Task statement:
Search the material for the string "true" and copy each line where it occurs.

Records supplied:
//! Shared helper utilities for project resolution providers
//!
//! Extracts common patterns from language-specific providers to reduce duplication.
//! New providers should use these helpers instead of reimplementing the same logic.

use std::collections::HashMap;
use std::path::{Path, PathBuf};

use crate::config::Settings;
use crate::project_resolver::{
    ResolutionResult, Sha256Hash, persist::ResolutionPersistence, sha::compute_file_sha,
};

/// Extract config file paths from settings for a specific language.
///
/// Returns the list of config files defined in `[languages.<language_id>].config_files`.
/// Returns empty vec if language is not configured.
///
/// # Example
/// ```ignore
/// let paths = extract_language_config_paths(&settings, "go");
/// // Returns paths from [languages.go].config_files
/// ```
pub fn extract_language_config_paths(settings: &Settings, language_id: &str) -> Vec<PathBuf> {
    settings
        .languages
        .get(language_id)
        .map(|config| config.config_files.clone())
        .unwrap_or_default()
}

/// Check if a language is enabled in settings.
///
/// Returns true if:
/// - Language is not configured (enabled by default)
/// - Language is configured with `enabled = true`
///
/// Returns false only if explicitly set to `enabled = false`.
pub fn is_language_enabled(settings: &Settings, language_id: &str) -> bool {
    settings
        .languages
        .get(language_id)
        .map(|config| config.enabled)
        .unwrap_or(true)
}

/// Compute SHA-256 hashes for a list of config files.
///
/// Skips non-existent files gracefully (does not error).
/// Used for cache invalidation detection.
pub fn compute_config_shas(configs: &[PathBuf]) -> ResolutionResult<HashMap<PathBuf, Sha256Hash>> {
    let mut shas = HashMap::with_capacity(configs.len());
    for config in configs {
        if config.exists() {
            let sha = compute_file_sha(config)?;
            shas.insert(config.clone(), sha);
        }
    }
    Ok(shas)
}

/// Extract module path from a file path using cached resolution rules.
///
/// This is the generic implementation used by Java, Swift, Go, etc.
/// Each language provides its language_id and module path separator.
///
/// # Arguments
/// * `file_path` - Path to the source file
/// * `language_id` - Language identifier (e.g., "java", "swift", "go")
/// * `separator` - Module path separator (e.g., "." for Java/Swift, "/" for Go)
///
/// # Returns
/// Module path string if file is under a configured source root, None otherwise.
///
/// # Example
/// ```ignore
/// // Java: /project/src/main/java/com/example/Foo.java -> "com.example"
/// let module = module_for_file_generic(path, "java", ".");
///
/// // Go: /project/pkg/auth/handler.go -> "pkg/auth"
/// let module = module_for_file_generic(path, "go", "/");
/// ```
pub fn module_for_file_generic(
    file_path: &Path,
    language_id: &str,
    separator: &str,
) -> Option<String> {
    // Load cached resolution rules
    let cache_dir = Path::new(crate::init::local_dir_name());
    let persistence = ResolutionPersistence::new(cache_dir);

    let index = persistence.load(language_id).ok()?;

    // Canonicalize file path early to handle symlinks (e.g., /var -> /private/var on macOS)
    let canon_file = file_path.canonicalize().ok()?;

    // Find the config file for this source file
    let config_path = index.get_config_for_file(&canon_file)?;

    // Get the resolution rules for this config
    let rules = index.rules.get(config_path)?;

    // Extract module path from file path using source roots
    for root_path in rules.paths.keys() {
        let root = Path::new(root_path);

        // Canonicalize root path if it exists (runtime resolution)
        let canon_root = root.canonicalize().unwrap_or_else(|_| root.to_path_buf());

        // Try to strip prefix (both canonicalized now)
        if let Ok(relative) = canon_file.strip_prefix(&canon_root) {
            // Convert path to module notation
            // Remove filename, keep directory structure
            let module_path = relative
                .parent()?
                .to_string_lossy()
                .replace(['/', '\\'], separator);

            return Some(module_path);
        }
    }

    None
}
==
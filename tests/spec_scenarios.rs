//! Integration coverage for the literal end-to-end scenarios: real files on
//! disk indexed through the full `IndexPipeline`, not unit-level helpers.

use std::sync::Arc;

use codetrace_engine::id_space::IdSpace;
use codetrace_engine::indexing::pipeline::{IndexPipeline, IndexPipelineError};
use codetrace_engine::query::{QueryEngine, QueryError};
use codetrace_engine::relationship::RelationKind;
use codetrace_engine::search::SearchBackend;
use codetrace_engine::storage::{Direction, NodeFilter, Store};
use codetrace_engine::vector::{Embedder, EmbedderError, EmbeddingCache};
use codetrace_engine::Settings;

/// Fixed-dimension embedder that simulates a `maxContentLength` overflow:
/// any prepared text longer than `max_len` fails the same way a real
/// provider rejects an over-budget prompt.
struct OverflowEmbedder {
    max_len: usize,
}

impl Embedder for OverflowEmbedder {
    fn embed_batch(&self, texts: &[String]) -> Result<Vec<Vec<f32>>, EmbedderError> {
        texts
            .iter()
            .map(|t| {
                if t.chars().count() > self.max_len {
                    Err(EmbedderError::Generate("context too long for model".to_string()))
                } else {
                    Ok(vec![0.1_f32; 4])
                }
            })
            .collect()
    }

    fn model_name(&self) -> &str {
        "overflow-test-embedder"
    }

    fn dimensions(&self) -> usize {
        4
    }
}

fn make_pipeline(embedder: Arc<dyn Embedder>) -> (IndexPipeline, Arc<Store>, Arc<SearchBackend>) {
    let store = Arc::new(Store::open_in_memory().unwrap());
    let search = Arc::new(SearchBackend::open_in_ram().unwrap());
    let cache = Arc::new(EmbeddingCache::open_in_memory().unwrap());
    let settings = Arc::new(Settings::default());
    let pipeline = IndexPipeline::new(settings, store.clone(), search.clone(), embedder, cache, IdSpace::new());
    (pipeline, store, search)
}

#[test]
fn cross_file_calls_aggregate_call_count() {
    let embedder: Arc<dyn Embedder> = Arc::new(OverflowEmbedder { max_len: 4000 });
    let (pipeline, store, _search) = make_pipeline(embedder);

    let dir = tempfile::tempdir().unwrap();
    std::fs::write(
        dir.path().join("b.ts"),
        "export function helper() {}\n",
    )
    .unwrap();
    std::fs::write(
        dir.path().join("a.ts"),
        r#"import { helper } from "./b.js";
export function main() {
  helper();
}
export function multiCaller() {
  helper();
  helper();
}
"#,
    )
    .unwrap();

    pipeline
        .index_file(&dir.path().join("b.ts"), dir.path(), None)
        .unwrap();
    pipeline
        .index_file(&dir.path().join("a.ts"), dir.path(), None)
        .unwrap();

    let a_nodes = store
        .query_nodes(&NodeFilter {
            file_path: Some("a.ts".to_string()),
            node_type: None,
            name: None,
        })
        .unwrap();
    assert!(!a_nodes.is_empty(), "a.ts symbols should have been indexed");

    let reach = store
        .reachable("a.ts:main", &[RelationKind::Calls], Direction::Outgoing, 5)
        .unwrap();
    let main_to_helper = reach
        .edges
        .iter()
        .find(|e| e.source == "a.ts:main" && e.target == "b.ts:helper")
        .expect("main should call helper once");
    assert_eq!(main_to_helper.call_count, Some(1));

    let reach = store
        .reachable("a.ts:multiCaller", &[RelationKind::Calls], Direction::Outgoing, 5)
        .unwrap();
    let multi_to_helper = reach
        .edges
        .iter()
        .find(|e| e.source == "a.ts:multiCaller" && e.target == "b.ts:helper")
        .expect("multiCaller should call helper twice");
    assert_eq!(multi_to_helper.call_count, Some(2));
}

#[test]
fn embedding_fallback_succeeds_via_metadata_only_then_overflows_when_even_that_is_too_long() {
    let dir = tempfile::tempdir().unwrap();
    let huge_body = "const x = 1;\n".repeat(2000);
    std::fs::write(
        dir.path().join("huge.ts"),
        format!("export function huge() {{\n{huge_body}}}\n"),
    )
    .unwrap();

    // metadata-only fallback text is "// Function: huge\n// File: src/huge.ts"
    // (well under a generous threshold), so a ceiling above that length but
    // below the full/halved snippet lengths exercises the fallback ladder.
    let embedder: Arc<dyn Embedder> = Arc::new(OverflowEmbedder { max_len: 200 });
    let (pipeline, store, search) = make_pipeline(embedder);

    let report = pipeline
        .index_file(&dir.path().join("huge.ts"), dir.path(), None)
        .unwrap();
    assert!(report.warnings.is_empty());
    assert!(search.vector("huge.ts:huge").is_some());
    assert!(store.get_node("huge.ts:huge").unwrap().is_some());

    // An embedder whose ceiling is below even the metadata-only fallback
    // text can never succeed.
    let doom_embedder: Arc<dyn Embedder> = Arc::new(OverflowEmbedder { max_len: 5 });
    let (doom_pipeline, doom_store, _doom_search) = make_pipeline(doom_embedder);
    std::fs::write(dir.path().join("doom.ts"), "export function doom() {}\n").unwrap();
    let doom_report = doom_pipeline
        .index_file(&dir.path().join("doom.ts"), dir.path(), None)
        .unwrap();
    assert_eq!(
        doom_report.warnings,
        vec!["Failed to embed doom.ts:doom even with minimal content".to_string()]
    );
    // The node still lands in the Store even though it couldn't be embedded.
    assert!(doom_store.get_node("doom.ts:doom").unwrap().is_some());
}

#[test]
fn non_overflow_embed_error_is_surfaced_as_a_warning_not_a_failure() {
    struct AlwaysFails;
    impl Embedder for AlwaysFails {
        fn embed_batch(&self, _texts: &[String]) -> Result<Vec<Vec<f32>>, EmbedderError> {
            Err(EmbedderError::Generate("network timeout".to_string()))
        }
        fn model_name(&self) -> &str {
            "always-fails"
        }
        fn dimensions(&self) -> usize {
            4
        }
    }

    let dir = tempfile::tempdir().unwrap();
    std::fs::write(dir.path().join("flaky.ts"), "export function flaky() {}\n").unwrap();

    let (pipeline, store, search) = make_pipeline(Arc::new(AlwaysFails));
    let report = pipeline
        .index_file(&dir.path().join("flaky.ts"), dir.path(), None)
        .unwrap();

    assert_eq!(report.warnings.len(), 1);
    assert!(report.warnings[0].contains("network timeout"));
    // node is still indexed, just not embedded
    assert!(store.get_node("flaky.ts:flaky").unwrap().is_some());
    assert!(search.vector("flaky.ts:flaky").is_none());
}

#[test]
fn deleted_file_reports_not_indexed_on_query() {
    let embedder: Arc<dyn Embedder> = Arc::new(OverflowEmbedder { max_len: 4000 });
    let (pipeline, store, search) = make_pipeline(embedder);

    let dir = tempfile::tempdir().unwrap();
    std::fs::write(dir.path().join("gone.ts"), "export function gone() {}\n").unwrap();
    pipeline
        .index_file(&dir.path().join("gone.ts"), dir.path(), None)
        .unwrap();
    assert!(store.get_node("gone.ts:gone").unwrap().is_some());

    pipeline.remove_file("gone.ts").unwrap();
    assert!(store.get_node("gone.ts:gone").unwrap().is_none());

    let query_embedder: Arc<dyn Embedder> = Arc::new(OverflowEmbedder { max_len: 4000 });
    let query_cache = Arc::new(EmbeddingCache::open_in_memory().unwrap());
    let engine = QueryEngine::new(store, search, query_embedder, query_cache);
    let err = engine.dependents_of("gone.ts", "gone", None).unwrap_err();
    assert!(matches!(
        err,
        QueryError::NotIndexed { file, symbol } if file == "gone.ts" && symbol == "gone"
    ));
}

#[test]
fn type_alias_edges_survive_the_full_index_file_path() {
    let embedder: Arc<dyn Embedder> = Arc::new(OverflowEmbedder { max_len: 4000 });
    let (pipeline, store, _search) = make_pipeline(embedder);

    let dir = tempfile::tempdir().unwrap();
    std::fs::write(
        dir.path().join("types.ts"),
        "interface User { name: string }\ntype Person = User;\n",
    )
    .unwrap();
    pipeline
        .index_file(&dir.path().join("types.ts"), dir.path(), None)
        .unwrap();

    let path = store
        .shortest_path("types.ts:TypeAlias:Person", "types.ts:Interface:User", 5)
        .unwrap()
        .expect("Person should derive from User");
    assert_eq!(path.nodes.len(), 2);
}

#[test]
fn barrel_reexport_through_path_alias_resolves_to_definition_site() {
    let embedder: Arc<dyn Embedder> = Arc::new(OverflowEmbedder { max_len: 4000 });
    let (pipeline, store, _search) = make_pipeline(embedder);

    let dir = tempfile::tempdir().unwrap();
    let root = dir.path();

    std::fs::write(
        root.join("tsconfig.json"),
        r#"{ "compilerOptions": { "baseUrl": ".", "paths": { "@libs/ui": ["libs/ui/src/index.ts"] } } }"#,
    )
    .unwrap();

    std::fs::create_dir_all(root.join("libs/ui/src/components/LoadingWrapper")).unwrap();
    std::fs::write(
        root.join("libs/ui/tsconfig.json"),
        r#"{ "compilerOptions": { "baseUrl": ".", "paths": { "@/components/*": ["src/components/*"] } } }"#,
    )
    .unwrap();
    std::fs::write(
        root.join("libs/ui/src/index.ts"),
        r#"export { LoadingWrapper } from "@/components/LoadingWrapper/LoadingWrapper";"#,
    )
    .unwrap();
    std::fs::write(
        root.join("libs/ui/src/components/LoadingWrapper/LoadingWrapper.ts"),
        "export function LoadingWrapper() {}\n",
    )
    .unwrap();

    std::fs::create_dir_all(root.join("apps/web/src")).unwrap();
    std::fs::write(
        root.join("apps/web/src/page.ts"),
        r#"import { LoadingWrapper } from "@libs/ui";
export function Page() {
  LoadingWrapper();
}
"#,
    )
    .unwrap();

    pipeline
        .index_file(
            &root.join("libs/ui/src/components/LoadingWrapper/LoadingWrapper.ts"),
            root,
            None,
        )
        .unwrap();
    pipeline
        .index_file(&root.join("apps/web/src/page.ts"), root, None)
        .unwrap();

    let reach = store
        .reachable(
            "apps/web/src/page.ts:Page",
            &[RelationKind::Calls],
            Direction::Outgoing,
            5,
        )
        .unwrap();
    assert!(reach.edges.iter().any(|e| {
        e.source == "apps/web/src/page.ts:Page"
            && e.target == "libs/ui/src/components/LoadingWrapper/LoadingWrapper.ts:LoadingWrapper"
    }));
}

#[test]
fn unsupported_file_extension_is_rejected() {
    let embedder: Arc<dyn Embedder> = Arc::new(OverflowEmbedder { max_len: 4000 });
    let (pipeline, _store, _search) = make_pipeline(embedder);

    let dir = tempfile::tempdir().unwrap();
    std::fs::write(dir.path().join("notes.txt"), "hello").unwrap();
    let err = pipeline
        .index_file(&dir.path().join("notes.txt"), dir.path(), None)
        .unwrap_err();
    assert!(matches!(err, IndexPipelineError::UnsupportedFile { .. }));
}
...
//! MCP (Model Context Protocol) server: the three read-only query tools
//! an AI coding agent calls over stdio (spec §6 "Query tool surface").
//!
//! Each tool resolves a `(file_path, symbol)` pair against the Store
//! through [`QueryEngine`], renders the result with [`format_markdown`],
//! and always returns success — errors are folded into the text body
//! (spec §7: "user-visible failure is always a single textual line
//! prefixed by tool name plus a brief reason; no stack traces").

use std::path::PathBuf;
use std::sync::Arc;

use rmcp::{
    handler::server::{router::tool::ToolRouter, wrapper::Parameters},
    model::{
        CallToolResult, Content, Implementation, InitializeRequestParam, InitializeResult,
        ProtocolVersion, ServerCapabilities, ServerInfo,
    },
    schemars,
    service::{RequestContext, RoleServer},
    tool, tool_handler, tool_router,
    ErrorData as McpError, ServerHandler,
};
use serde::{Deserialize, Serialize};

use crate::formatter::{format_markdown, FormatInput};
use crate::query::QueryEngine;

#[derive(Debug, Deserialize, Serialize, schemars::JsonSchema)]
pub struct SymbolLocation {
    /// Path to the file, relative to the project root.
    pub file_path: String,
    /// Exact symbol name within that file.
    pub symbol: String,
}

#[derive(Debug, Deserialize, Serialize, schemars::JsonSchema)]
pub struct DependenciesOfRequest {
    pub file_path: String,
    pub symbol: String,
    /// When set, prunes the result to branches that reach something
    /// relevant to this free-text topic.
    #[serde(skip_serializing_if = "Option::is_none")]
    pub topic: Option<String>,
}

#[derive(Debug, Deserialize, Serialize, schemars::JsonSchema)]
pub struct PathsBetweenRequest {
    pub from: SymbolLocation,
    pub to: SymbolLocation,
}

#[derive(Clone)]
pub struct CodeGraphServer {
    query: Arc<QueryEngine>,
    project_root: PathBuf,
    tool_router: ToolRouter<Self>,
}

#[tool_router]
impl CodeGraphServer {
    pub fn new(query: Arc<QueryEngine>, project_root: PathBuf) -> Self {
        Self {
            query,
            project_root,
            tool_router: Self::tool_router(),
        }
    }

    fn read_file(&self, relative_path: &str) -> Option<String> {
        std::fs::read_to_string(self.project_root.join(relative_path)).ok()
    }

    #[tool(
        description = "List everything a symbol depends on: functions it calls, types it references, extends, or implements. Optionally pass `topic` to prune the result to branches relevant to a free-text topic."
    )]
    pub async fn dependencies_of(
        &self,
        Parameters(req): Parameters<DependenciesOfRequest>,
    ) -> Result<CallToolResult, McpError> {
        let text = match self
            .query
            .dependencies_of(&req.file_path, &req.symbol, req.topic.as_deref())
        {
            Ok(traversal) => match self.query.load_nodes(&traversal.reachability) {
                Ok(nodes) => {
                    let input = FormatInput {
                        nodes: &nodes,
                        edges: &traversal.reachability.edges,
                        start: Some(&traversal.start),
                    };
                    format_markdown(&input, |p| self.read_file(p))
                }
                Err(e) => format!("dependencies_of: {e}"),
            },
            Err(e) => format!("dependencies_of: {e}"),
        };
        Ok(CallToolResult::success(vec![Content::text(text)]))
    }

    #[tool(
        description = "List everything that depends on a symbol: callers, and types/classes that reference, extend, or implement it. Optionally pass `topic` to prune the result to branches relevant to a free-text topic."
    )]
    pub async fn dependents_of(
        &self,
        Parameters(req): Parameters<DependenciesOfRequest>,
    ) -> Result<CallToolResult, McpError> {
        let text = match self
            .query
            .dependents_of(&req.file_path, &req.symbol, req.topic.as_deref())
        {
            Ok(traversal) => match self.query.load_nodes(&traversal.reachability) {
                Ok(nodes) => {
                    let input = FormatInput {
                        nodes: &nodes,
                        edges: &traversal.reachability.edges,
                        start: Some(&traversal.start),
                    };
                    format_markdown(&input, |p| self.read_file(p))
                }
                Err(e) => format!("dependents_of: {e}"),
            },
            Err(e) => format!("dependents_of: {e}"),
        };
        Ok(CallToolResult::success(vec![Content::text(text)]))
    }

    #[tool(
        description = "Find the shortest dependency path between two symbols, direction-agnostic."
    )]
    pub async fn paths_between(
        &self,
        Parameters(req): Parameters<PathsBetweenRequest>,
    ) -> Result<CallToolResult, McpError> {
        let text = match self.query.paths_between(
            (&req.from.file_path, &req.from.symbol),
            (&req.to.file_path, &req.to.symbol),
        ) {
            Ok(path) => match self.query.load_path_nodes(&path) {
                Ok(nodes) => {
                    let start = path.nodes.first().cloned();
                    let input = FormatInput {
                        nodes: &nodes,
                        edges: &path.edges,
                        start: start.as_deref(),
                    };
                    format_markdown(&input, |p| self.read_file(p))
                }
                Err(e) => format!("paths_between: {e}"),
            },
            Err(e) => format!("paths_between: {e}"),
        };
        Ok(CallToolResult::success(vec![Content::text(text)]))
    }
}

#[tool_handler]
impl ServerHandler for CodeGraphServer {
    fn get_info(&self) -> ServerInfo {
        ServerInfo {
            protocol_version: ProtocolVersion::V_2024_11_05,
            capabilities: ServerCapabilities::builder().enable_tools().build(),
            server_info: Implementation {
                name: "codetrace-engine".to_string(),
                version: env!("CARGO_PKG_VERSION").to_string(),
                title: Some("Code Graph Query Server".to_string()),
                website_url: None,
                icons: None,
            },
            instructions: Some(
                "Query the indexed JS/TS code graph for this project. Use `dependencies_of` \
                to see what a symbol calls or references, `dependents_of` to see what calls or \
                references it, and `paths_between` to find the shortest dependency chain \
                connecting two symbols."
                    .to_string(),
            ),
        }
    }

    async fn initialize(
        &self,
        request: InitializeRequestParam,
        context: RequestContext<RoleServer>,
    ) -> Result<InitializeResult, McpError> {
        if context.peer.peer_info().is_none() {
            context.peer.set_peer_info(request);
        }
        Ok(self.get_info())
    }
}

Written solution:
/// Returns true if:
/// - Language is configured with `enabled = true`
        .unwrap_or(true)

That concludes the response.